14.1 Overall organisation
The Recode mechanics slowly evolved for many years,
and it would be tedious to explain all problems I
met and mistakes I did all along, yielding the
current behaviour. Surely, one of the key choices
was to stop trying to do all conversions in memory,
one line or one buffer at a time. It has been
fruitful to use the character stream paradigm, and
the elementary recoding steps now convert a whole
stream to another. Most of the control complexity
in Recode exists so that each elementary recoding
step stays simple, making easier to add new ones.
The whole point of Recode, as I see it, is
providing a comfortable nest for growing new
charset conversions.
The main Recode driver
constructs, while initialising all conversion
modules, a table giving all the conversion routines
available (single steps) and for each,
the starting charset and the ending charset. If we
consider these charsets as being the nodes of a
directed graph, each single step may be considered
as oriented arc from one node to the other. A cost
is attributed to each arc: for example, a high
penalty is given to single steps which are prone to
losing characters, a lower penalty is given to
those which need studying more than one input
character for producing an output character,
etc.
Given a
starting code and a goal code, Recode computes the
most economical route through the elementary
recodings, that is, the best sequence of
conversions that will transform the input charset
into the final charset.
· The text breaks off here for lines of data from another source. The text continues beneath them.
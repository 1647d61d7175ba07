// crates/find_snippet_files/src/lib.rs

//! Locates the files of a repository that contain at least one snippet start
//! marker.
//!
//! The actual search is behind the [`FileSearch`] trait so the resolver can be
//! driven by `rg` in production, by a plain directory walk where `rg` is not
//! installed, or by an explicit file list in tests.

use std::ffi::OsString;
use std::fs;
use std::io;
use std::path::{Path, PathBuf};
use std::process::{Command, Stdio};

use snippet_marker::{SEARCH_PATTERN, SEARCH_RE};
use thiserror::Error;
use walkdir::WalkDir;

/// Failures reported by a search provider. The locator never propagates these;
/// see [`locate_snippet_files`].
#[derive(Debug, Error)]
pub enum SearchError {
    #[error("search program {program:?} could not be started: {source}")]
    Unavailable {
        program: OsString,
        #[source]
        source: io::Error,
    },

    #[error("search program {program:?} failed ({status}): {stderr}")]
    Failed {
        program: OsString,
        status: String,
        stderr: String,
    },
}

/// A provider that lists candidate files under a repository root.
///
/// Returned paths may be absolute or relative to `root`.
pub trait FileSearch: Send + Sync {
    fn candidate_files(&self, root: &Path) -> Result<Vec<PathBuf>, SearchError>;
}

/// Production provider: shells out to ripgrep.
///
/// Invoked as `rg -m 1 -l '<start pattern>' <root>`. Exit status 1 with no
/// output means "no matches" and is not an error.
#[derive(Debug, Clone)]
pub struct RipgrepSearch {
    program: OsString,
}

impl RipgrepSearch {
    pub fn new(program: impl Into<OsString>) -> Self {
        Self {
            program: program.into(),
        }
    }
}

impl Default for RipgrepSearch {
    fn default() -> Self {
        Self::new("rg")
    }
}

impl FileSearch for RipgrepSearch {
    fn candidate_files(&self, root: &Path) -> Result<Vec<PathBuf>, SearchError> {
        tracing::debug!(program = ?self.program, root = %root.display(), "running file search");
        let output = Command::new(&self.program)
            .args(["-m", "1", "-l", SEARCH_PATTERN])
            .arg(root)
            .stdin(Stdio::null())
            .output()
            .map_err(|source| SearchError::Unavailable {
                program: self.program.clone(),
                source,
            })?;

        match output.status.code() {
            Some(0) => {}
            Some(1) if output.stdout.is_empty() => return Ok(Vec::new()),
            _ => {
                return Err(SearchError::Failed {
                    program: self.program.clone(),
                    status: output.status.to_string(),
                    stderr: String::from_utf8_lossy(&output.stderr).trim().to_string(),
                })
            }
        }

        let mut files: Vec<PathBuf> = String::from_utf8_lossy(&output.stdout)
            .lines()
            .map(str::trim_end)
            .filter(|line| !line.is_empty())
            .map(PathBuf::from)
            .collect();
        // rg reports files in whatever order its workers finish.
        files.sort();
        Ok(files)
    }
}

/// Files larger than this are skipped by [`WalkDirSearch`] unless overridden.
pub const DEFAULT_MAX_FILE_SIZE: u64 = 4 * 1024 * 1024;

/// In-process provider: walks the tree with `walkdir` and applies the same
/// start pattern. Skips `.git` directories, files that are not UTF-8 and files
/// over the size limit.
#[derive(Debug, Clone)]
pub struct WalkDirSearch {
    max_file_size: u64,
}

impl WalkDirSearch {
    pub fn new() -> Self {
        Self::default()
    }

    pub fn with_max_file_size(mut self, bytes: u64) -> Self {
        self.max_file_size = bytes;
        self
    }
}

impl Default for WalkDirSearch {
    fn default() -> Self {
        Self {
            max_file_size: DEFAULT_MAX_FILE_SIZE,
        }
    }
}

impl FileSearch for WalkDirSearch {
    fn candidate_files(&self, root: &Path) -> Result<Vec<PathBuf>, SearchError> {
        let files = WalkDir::new(root)
            .sort_by_file_name()
            .into_iter()
            .filter_entry(|entry| entry.file_name() != ".git")
            .filter_map(Result::ok)
            .filter(|entry| entry.file_type().is_file())
            .filter(|entry| match entry.metadata() {
                Ok(meta) if meta.len() <= self.max_file_size => true,
                Ok(meta) => {
                    tracing::debug!(path = %entry.path().display(), size = meta.len(), "skipping large file");
                    false
                }
                Err(_) => false,
            })
            .map(|entry| entry.into_path())
            .filter(|path| {
                fs::read_to_string(path)
                    .map(|content| SEARCH_RE.is_match(&content))
                    .unwrap_or(false)
            })
            .collect();
        Ok(files)
    }
}

/// Provider backed by an explicit list of files.
#[derive(Debug, Clone, Default)]
pub struct StaticFileList {
    files: Vec<PathBuf>,
}

impl StaticFileList {
    pub fn new<I, P>(files: I) -> Self
    where
        I: IntoIterator<Item = P>,
        P: Into<PathBuf>,
    {
        Self {
            files: files.into_iter().map(Into::into).collect(),
        }
    }
}

impl FileSearch for StaticFileList {
    fn candidate_files(&self, _root: &Path) -> Result<Vec<PathBuf>, SearchError> {
        Ok(self.files.clone())
    }
}

/// Runs `search` over `root` and returns openable paths.
///
/// Relative results are joined onto `root`. Any provider failure is logged and
/// treated as "no candidate files" so one broken repository cannot abort
/// unrelated pages.
pub fn locate_snippet_files(search: &dyn FileSearch, root: &Path) -> Vec<PathBuf> {
    match search.candidate_files(root) {
        Ok(files) => {
            let files: Vec<PathBuf> = files.into_iter().map(|path| root.join(path)).collect();
            tracing::debug!(root = %root.display(), count = files.len(), "located snippet files");
            files
        }
        Err(err) => {
            tracing::warn!(root = %root.display(), error = %err, "file search failed; treating as no files");
            Vec::new()
        }
    }
}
To speed up execution,
Recode looks for subsequences of conversions which
are simple enough to be merged, and then
dynamically creates new single steps to represent
these mergings.
A double
step in Recode is a special concept
representing a sequence of two single steps, the
output of the first single step being the special
charset UCS-2, the input of the second
single step being also UCS-2. Special
Recode machinery dynamically produces efficient,
reversible, merge-able single steps out of these
double steps.
I
made some statistics about how many internal
recoding steps are required between any two
charsets chosen at random. The initial recoding
layout, before optimisation, always uses between 1
and 5 steps. Optimisation could sometimes produce
mere copies, which are counted as no steps at all.
In other cases, optimisation is unable to save any
step. The number of steps after optimisation is
currently between 0 and 5 steps. Of course, the
expected number of steps is affected by
optimisation: it drops from 2.8 to 1.8. This means
that Recode uses a theoretical average of a bit
less than one step per recoding job. This looks
good. This was computed using reversible recodings.
In strict mode, optimisation might be defeated
somewhat. Number of steps run between 1 and 6, both
before and after optimisation, and the expected
number of steps decreases by a lesser amount, going
from 2.2 to 1.3. This is still manageable.
|